Context-DPO: Aligning Language Models for Context-Faithfulness

📝 Paper Summary

Modularized RAG pipeline Answer generation

Context-DPO improves how strictly LLMs adhere to retrieved context by training them on preference pairs where the model prefers reasoning based on provided (potentially counterfactual) information over its internal memory.

Core Problem

LLMs often ignore retrieved context when it conflicts with their internal parametric knowledge or fail to follow retrieval instructions strictly.

Why it matters:

RAG systems fail when models 'stubbornly' rely on outdated or incorrect internal memory instead of new retrieved evidence
Existing solutions rely on fragile prompt engineering or decoding hacks rather than fundamentally aligning the model's behavior
As models become larger and more capable, they paradoxically become less faithful to context due to higher confidence in their own training data

Concrete Example: If a user provides a retrieved document stating 'The capital of France is Mars' (a counterfactual scenario), a standard LLM will often ignore this and answer 'Paris' based on its internal knowledge, failing the user's implicit instruction to use the provided source.

Key Novelty

Context-Faithful Direct Preference Optimization (Context-DPO)

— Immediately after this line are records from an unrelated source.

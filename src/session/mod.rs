//! Play session: the presentation-side driver of the store.
//!
//! A [`Session`] turns player [`Action`]s into store operations, applies the
//! same enablement rules the screens do (no blank quests, no blank sign-in,
//! edits only when something changed) and hands back [`Feedback`] for the
//! caller to render. Rewards are recorded in a [`Journal`].

mod journal;
mod script;

use std::fmt;

use tracing::{info, warn};

pub use journal::{Journal, JournalEntry};
pub use script::{load_script, parse_script, Action};

use crate::context::SessionContext;
use crate::game::{is_blank, EditDraft, EffortLevel, GameState, Task, TaskId};
use crate::store::TaskGameStore;

/// Result of applying one action.
#[derive(Debug, Clone, PartialEq, Eq)]
pub enum Feedback {
    /// The hero now carries this name.
    SignedIn {
        /// Name in effect.
        name: String,
    },
    /// A quest was created.
    Added {
        /// The new quest.
        task: Task,
    },
    /// The selection changed.
    Selected {
        /// Newly selected quest; `None` after deselecting.
        task: Option<Task>,
    },
    /// A quest was completed and its reward granted.
    Completed {
        /// The completed quest.
        task: Task,
        /// The journal line written for it.
        entry: JournalEntry,
    },
    /// A quest's text was saved.
    Edited {
        /// The quest after saving.
        task: Task,
    },
    /// The store absorbed the action without changing anything.
    Ignored {
        /// Why nothing happened.
        reason: String,
    },
    /// The action failed an input check before reaching the store.
    Rejected {
        /// Which check failed.
        reason: String,
    },
}

impl fmt::Display for Feedback {
    fn fmt(&self, f: &mut fmt::Formatter<'_>) -> fmt::Result {
        match self {
            Self::SignedIn { name } => write!(f, "Signed in as {name}"),
            Self::Added { task } => write!(
                f,
                "Added quest #{} '{}' ({}, {})",
                task.id,
                task.description,
                task.effort,
                reward_text(task.effort)
            ),
            Self::Selected { task: Some(task) } => {
                write!(f, "Selected quest #{} '{}'", task.id, task.description)
            }
            Self::Selected { task: None } => write!(f, "Selection cleared"),
            Self::Completed { task, entry } => {
                write!(
                    f,
                    "Quest #{} '{}' completed: +{} XP, +{} gold",
                    task.id, task.description, entry.xp, entry.gold
                )?;
                if entry.leveled_up() {
                    write!(f, ". Level up! Now level {}", entry.level_after)?;
                }
                Ok(())
            }
            Self::Edited { task } => write!(f, "Saved quest #{} '{}'", task.id, task.description),
            Self::Ignored { reason } => write!(f, "Ignored: {reason}"),
            Self::Rejected { reason } => write!(f, "Rejected: {reason}"),
        }
    }
}

/// "+X XP, +Y gold" for an effort level.
#[must_use]
pub fn reward_text(effort: EffortLevel) -> String {
    format!("+{} XP, +{} gold", effort.xp(), effort.gold())
}

/// One player's session over a store.
pub struct Session {
    id: String,
    store: TaskGameStore,
    ctx: SessionContext,
    journal: Journal,
}

impl Session {
    /// Starts a session over `state`.
    #[must_use]
    pub fn new(ctx: SessionContext, state: GameState) -> Self {
        let id = ctx.ids.generate_id();
        info!(session_id = %id, tasks = state.tasks.len(), "session started");
        Self { id, store: TaskGameStore::with_state(state), ctx, journal: Journal::default() }
    }

    /// Session identifier.
    #[must_use]
    pub fn id(&self) -> &str {
        &self.id
    }

    /// Current game state.
    #[must_use]
    pub fn state(&self) -> &GameState {
        self.store.state()
    }

    /// The underlying store.
    #[must_use]
    pub fn store(&self) -> &TaskGameStore {
        &self.store
    }

    /// Rewards earned so far.
    #[must_use]
    pub fn journal(&self) -> &Journal {
        &self.journal
    }

    /// Applies every action in order.
    pub fn run(&mut self, actions: &[Action]) -> Vec<Feedback> {
        actions.iter().map(|action| self.apply(action)).collect()
    }

    /// Applies one action.
    pub fn apply(&mut self, action: &Action) -> Feedback {
        let feedback = match action {
            Action::Login { name } => self.login(name.as_deref()),
            Action::Add { description, effort } => self.add(description, *effort),
            Action::Select { id } => self.select(*id),
            Action::Deselect => {
                self.store.select_task(None);
                Feedback::Selected { task: None }
            }
            Action::Complete { id } => self.complete(*id),
            Action::Edit { id, description, details } => {
                self.edit(*id, description.as_deref(), details.as_deref())
            }
        };
        if let Feedback::Ignored { reason } | Feedback::Rejected { reason } = &feedback {
            warn!(session_id = %self.id, ?action, %reason, "action had no effect");
        }
        feedback
    }

    fn login(&mut self, name: Option<&str>) -> Feedback {
        let name = name
            .filter(|name| !is_blank(name))
            .map(str::to_string)
            .or_else(|| self.ctx.identity.display_name());
        let Some(name) = name.filter(|name| !is_blank(name)) else {
            return Feedback::Rejected { reason: "a hero name is required".into() };
        };
        self.store.set_hero_name(&name);
        info!(session_id = %self.id, hero = %name, "signed in");
        Feedback::SignedIn { name: self.store.hero().hero_name.clone() }
    }

    fn add(&mut self, description: &str, effort: EffortLevel) -> Feedback {
        if is_blank(description) {
            return Feedback::Rejected { reason: "quest description is blank".into() };
        }
        Feedback::Added { task: self.store.add_task(description, effort) }
    }

    fn select(&mut self, id: TaskId) -> Feedback {
        self.store.select_task(Some(id));
        match self.store.state().selected_task() {
            Some(task) if task.id == id => Feedback::Selected { task: Some(task.clone()) },
            _ => Feedback::Ignored { reason: format!("no quest #{id}") },
        }
    }

    fn complete(&mut self, id: TaskId) -> Feedback {
        let level_before = self.store.hero().level;
        let Some(task) = self.store.complete_task(id) else {
            return Feedback::Ignored { reason: self.unchanged_reason(id) };
        };

        let entry = JournalEntry {
            at: self.ctx.clock.now(),
            task_id: task.id,
            description: task.description.clone(),
            xp: task.effort.xp(),
            gold: task.effort.gold(),
            level_before,
            level_after: self.store.hero().level,
        };
        info!(
            session_id = %self.id,
            task_id = %task.id,
            xp = entry.xp,
            gold = entry.gold,
            level = entry.level_after,
            "quest completed"
        );
        self.journal.record(entry.clone());
        Feedback::Completed { task, entry }
    }

    fn edit(&mut self, id: TaskId, description: Option<&str>, details: Option<&str>) -> Feedback {
        let Some(task) = self.store.state().task(id) else {
            return Feedback::Ignored { reason: format!("no quest #{id}") };
        };
        if task.is_completed {
            return Feedback::Ignored { reason: self.unchanged_reason(id) };
        }

        let mut draft = EditDraft::from_task(task);
        if let Some(description) = description {
            draft.description = description.to_string();
        }
        if let Some(details) = details {
            draft.details = details.to_string();
        }
        if !draft.can_save(task) {
            return Feedback::Ignored { reason: format!("nothing to save for quest #{id}") };
        }

        // A blank description never overwrites the stored one.
        if !is_blank(&draft.description) {
            self.store.update_task_description(id, &draft.description);
        }
        self.store.update_task_details(id, &draft.details);

        match self.store.state().task(id) {
            Some(task) => Feedback::Edited { task: task.clone() },
            None => Feedback::Ignored { reason: format!("no quest #{id}") },
        }
    }

    fn unchanged_reason(&self, id: TaskId) -> String {
        match self.store.state().task(id) {
            Some(task) if task.is_completed => format!("quest #{id} is already completed"),
            Some(_) => format!("quest #{id} is still pending"),
            None => format!("no quest #{id}"),
        }
    }
}

#[cfg(test)]
mod tests {
    use chrono::{TimeZone, Utc};

    use super::*;

    fn session(name: Option<&str>) -> Session {
        let at = Utc.with_ymd_and_hms(2024, 6, 15, 10, 30, 0).unwrap();
        Session::new(SessionContext::fixed(at, name.map(str::to_string)), GameState::seeded())
    }

    #[test]
    fn session_gets_an_id() {
        assert_eq!(session(None).id(), "session-1");
    }

    #[test]
    fn login_prefers_typed_name() {
        let mut s = session(Some("Provider"));
        let fb = s.apply(&Action::Login { name: Some("Typed".into()) });
        assert_eq!(fb, Feedback::SignedIn { name: "Typed".into() });
        assert_eq!(s.state().hero.hero_name, "Typed");
    }

    #[test]
    fn login_falls_back_to_provider() {
        let mut s = session(Some("Provider"));
        let fb = s.apply(&Action::Login { name: Some("  ".into()) });
        assert_eq!(fb, Feedback::SignedIn { name: "Provider".into() });
    }

    #[test]
    fn login_without_any_name_is_rejected() {
        let mut s = session(None);
        let fb = s.apply(&Action::Login { name: None });
        assert!(matches!(fb, Feedback::Rejected { .. }));
        assert_eq!(s.state().hero.hero_name, crate::game::DEFAULT_HERO_NAME);
    }

    #[test]
    fn blank_quest_is_rejected_before_the_store() {
        let mut s = session(None);
        let fb = s.apply(&Action::Add { description: " ".into(), effort: EffortLevel::Easy });
        assert!(matches!(fb, Feedback::Rejected { .. }));
        assert_eq!(s.state().tasks.len(), 4);
    }

    #[test]
    fn completing_records_journal_and_message() {
        let mut s = session(None);
        let fb = s.apply(&Action::Complete { id: TaskId(3) });

        let Feedback::Completed { task, entry } = &fb else { panic!("expected completion") };
        assert!(task.is_completed);
        assert_eq!((entry.xp, entry.gold), (30, 15));
        assert_eq!(entry.at, Utc.with_ymd_and_hms(2024, 6, 15, 10, 30, 0).unwrap());
        assert_eq!(fb.to_string(), "Quest #3 'Ir ao mercado' completed: +30 XP, +15 gold");
        assert_eq!(s.journal().entries().len(), 1);
    }

    #[test]
    fn level_up_is_announced() {
        let mut s = session(None);
        let fb = s.apply(&Action::Complete { id: TaskId(8) });
        assert!(fb.to_string().ends_with("Level up! Now level 2"), "{fb}");

        let fb = s.apply(&Action::Complete { id: TaskId(1) });
        assert!(!fb.to_string().contains("Level up"), "{fb}");
    }

    #[test]
    fn second_completion_is_ignored() {
        let mut s = session(None);
        s.apply(&Action::Complete { id: TaskId(2) });
        let fb = s.apply(&Action::Complete { id: TaskId(2) });

        assert_eq!(fb, Feedback::Ignored { reason: "quest #2 is already completed".into() });
        assert_eq!(s.journal().entries().len(), 1);
        assert_eq!(s.state().hero.gold, 5);
    }

    #[test]
    fn select_unknown_is_ignored() {
        let mut s = session(None);
        let fb = s.apply(&Action::Select { id: TaskId(5) });
        assert_eq!(fb, Feedback::Ignored { reason: "no quest #5".into() });
    }

    #[test]
    fn edit_saves_changes() {
        let mut s = session(None);
        let fb = s.apply(&Action::Edit {
            id: TaskId(3),
            description: Some("Ir a feira".into()),
            details: Some("Frutas".into()),
        });
        let Feedback::Edited { task } = fb else { panic!("expected edit") };
        assert_eq!(task.description, "Ir a feira");
        assert_eq!(task.details, "Frutas");
    }

    #[test]
    fn edit_with_blank_description_keeps_title() {
        let mut s = session(None);
        s.apply(&Action::Edit {
            id: TaskId(3),
            description: Some(String::new()),
            details: Some("Pao".into()),
        });
        let task = s.state().task(TaskId(3)).unwrap();
        assert_eq!(task.description, "Ir ao mercado");
        assert_eq!(task.details, "Pao");
    }

    #[test]
    fn edit_without_changes_is_ignored() {
        let mut s = session(None);
        let fb = s.apply(&Action::Edit { id: TaskId(1), description: None, details: None });
        assert!(matches!(fb, Feedback::Ignored { .. }));
    }

    #[test]
    fn edit_completed_is_ignored() {
        let mut s = session(None);
        s.apply(&Action::Complete { id: TaskId(1) });
        let fb =
            s.apply(&Action::Edit { id: TaskId(1), description: Some("New".into()), details: None });
        assert_eq!(fb, Feedback::Ignored { reason: "quest #1 is already completed".into() });
    }

    #[test]
    fn run_returns_one_feedback_per_action() {
        let mut s = session(None);
        let feedback = s.run(&[
            Action::Add { description: "Treinar".into(), effort: EffortLevel::Hard },
            Action::Select { id: TaskId(9) },
            Action::Complete { id: TaskId(9) },
            Action::Deselect,
        ]);
        assert_eq!(feedback.len(), 4);
        assert!(matches!(feedback[2], Feedback::Completed { .. }));
        assert_eq!(feedback[3], Feedback::Selected { task: None });
    }
}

Constructs a dataset of 'faithful' responses (derived from counterfactual context) and 'stubborn' responses (derived from internal factual memory)
Uses Direct Preference Optimization (DPO) to explicitly align the model to prefer the 'faithful' response over the 'stubborn' one given the context
Introduces ConFiQA, a benchmark for measuring this faithfulness using controlled knowledge conflicts

Architecture

The Context-DPO framework showing data construction and the DPO training process.

Evaluation Highlights

+280% improvement in context-faithfulness (Pc) for Qwen2-7B-instruct on ConFiQA compared to the base model
+151% improvement for Mistral-7B-instruct-v0.2 on ConFiQA benchmarks
Maintains factual generation capabilities (TruthfulQA) within 1% of the original model, showing that alignment does not degrade general knowledge

Breakthrough Assessment

7/10

Strong empirical results on a specific, critical RAG failure mode. The method is straightforward and effective, though the scope is primarily focused on conflicting context scenarios.

⚙️ Technical Details

Problem Definition

Setting: Retrieval-Augmented Generation where retrieved context C may conflict with parametric knowledge within the model

Inputs: Context C (potentially counterfactual) and Question Q

Outputs: Response A that is faithful to C

Pipeline Flow

Input: Question + Context
Context-DPO Model (Fine-tuned via DPO)
Output: Faithful Response

System Modules

Context-DPO Model

Generate answer faithful to context

Model or implementation: Llama-2/3, Mistral, Qwen2 (various sizes)

Modeling

Base Model: Llama2-7B-chat, Llama2-13B-chat, Mistral-7B-instruct-v0.2, Qwen2-7B-instruct, Llama3-8B

Training Method: Direct Preference Optimization (DPO)

Objective Functions:

Purpose: Optimize policy to assign higher probability to faithful responses over stubborn ones.

Formally: L_DPO(π_θ; π_ref) = -E_{(x, y_w, y_l) ~ D} [log σ( β * log(π_θ(y_w|x)/π_ref(y_w|x)) - β * log(π_θ(y_l|x)/π_ref(y_l|x)) )]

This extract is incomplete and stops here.